São 24 horas de espera no máximo para o pâncreas e o fígado, e 48 horas para os rins. As córneas agüentam até sete dias. A situação é mais crítica com pulmões e o coração, que precisam estar no novo corpo em, no máximo, seis horas. “Com o coração e os pulmões, a agilidade é essencial, e tanto o órgão quanto o paciente precisam estar prontos para a cirurgia em cerca de quatro horas, caso contrário, a doação está perdida”, explica.

Quando se trata de transplante de rins ou de fígado, é possível que seja feita a doação em vida. No caso dos rins, o corpo tem dois e pode ficar sem um deles, embora passe a exigir maiores cuidados com a alimentação. Já no caso do fígado, o transplante em vida envolve retirar uma parte do órgão, que pode se regenerar, e continua funcionando mesmo com a parte faltando.

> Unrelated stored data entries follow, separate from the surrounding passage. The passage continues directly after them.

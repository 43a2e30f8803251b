//! Three-wire UART link dissector for raw captures.

mod dissect;

use anyhow::{bail, Context, Result};
use bytes::BytesMut;
use clap::Parser;
use dissect::Dissected;
use rtk_attach::h5::FrameCodec;
use std::path::PathBuf;
use tokio_util::codec::Decoder;

/// Decode and describe every frame in a captured byte stream
#[derive(Parser, Debug)]
#[command(author, version, about, long_about = None)]
struct Args {
    /// Capture file: raw bytes, or hex text with --hex-input
    input: PathBuf,

    /// Show payload hex for each frame
    #[arg(short = 'x', long)]
    hex: bool,

    /// Input is whitespace-separated hex text; '#' starts a comment
    #[arg(long)]
    hex_input: bool,

    /// Enable debug logging
    #[arg(short = 'd', long)]
    debug: bool,
}

fn main() -> Result<()> {
    let args = Args::parse();

    if args.debug {
        tracing_subscriber::fmt()
            .with_env_filter(
                tracing_subscriber::EnvFilter::from_default_env()
                    .add_directive("h5_dissect=debug".parse()?)
                    .add_directive("rtk_attach=trace".parse()?),
            )
            .init();
    }

    let raw = std::fs::read(&args.input)
        .with_context(|| format!("Failed to read capture file: {:?}", args.input))?;

    let bytes = if args.hex_input {
        let text = String::from_utf8(raw).context("Hex capture is not UTF-8")?;
        parse_hex(&text)?
    } else {
        raw
    };
    tracing::debug!(bytes = bytes.len(), "Capture loaded");

    let (entries, trailing) = dissect_all(&bytes)?;
    for entry in &entries {
        println!("{}", dissect::format(entry, args.hex));
    }
    if trailing {
        println!("(capture ends inside a frame)");
    }

    Ok(())
}

/// Run the whole capture through the link decoder.
///
/// Returns every frame and malformed frame in order, and whether the capture
/// ended part way through a frame.
fn dissect_all(capture: &[u8]) -> Result<(Vec<Dissected>, bool)> {
    let mut codec = FrameCodec::new();
    let mut buf = BytesMut::from(capture);
    let mut entries = Vec::new();

    while let Some(item) = codec.decode(&mut buf)? {
        let index = entries.len() + 1;
        entries.push(match item {
            Ok(frame) => Dissected::Frame { index, frame },
            Err(error) => Dissected::Malformed { index, error },
        });
    }

    Ok((entries, codec.in_frame()))
}

fn parse_hex(text: &str) -> Result<Vec<u8>> {
    let mut bytes = Vec::new();
    for line in text.lines() {
        let line = line.split('#').next().unwrap_or_default();
        for token in line.split_whitespace() {
            let digits = token.trim_start_matches("0x").trim_start_matches("0X");
            if digits.len() != 2 {
                bail!("Not a hex byte: {token:?}");
            }
            let byte = u8::from_str_radix(digits, 16)
                .with_context(|| format!("Not a hex byte: {token:?}"))?;
            bytes.push(byte);
        }
    }
    Ok(bytes)
}

#[cfg(test)]
mod tests {
    use super::*;

    #[test]
    fn hex_text_with_comments() {
        let text = "c0 00 01 03 00  # reset\n0x03 0x0c 00 0d c0\n";
        assert_eq!(
            parse_hex(text).unwrap(),
            vec![0xc0, 0x00, 0x01, 0x03, 0x00, 0x03, 0x0c, 0x00, 0x0d, 0xc0]
        );
    }

    #[test]
    fn bad_hex_token_is_an_error() {
        assert!(parse_hex("c0 zz").is_err());
        assert!(parse_hex("c00").is_err());
    }

    #[test]
    fn malformed_frame_does_not_stop_dissection() {
        let capture = [
            0xc0, 0x00, 0x04, 0x00, 0x00, 0x04, 0x55, // no end delimiter
            0xc0, 0x00, 0x01, 0x03, 0x00, 0x03, 0x0c, 0x00, 0x0d, 0xc0, // reset
            0xc0, 0x00, 0x04, // truncated
        ];

        let (entries, trailing) = dissect_all(&capture).unwrap();

        assert_eq!(entries.len(), 2);
        assert!(matches!(entries[0], Dissected::Malformed { index: 1, .. }));
        assert!(matches!(entries[1], Dissected::Frame { index: 2, .. }));
        assert!(trailing);
    }
}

Prioridade para emergências

Embora muitos dos casos no Estado estejam nas listas de espera há bastante tempo – pois não é raro que a espera por um órgão dure meses ou anos –, nem sempre o transplante vai para quem está há mais tempo na fila. “A prioridade número um são as chamadas emergências zero, em que o paciente precisa do órgão de imediato, como quando ocorre falência dos rins, por exemplo”, explica Daniela. Nestas situações, pacientes que não estão em estado crítico, mas que podem esperar mais tempo, ficam em segundo plano. A outra prioridade excepcional vai para crianças, que são favorecidas quando há disponibilidade de doadores.

Devido aos limites de tempo para o transplante, os pacientes de dentro do Estado têm preferência sobre os demais. “Quando há um órgão disponível, primeiro é rodada a lista de Santa Catarina, e só se não houverem receptores no Estado é que é verificada a nacional, e o mesmo padrão é seguido no resto do país”, explica a coordenadora do Cihdotti.

Um ato final de caridade

“Eu não sei para quem foram os órgãos, mas nós nos sentimos muito bem sabendo que alguém foi ajudado”, conta o aposentado Roseno Machado, de 69 anos, sobre os órgãos do filho Reni Conceição de Machado, falecido em maio do ano passado. Portador de epilepsia, o auxiliar de transportes de 45 anos teve uma crise enquanto andava de bicicleta, o que resultou em queda e em um traumatismo craniano fatal.

“A decisão de doar foi uma coisa unânime, da família toda. Nós sabíamos que ele iria querer isso, e ele já havia deixado claro que o que nós decidíssemos caso algo acontecesse ele estava de acordo”, conta. Devido à doença, Reni contava muito com a ajuda e as opiniões da família. “Ele esquecia muito as coisas e não tomava decisões sozinho”, lembra.

A doença não lhe impedia de trabalhar, mas exigia cuidados especiais. “Ele tinha momentos de crise, ficava três minutos ‘fora do ar’, e aí caia, e foi isso que levou ao acidente”, lamenta. Quando tinha as crises, era comum passarem três ou quatro dias sem nenhum problema. “Aí quando menos se esperava, ele tinha outro ataque epiléptico”, diz. Reni sofria com a doença desde os seis meses de idade e a família fazia acompanhamento médico para reduzir os sintomas e evitar que ele se ferisse durante as crises.

A família de Reni fez a doação dos rins, córneas, fígado e das válvulas do coração. “Quando nos informaram da morte encefálica, a gente sabia que tinha que autorizar a doação”, lembra, frisando que da família, a opinião é unânime: se acontecer algo, os órgãos devem ser doados. “Afinal, nunca se sabe quem vai ajudar, e quando você pode acabar precisando. Se não vai usar mais, que ajude outra pessoa”, pondera.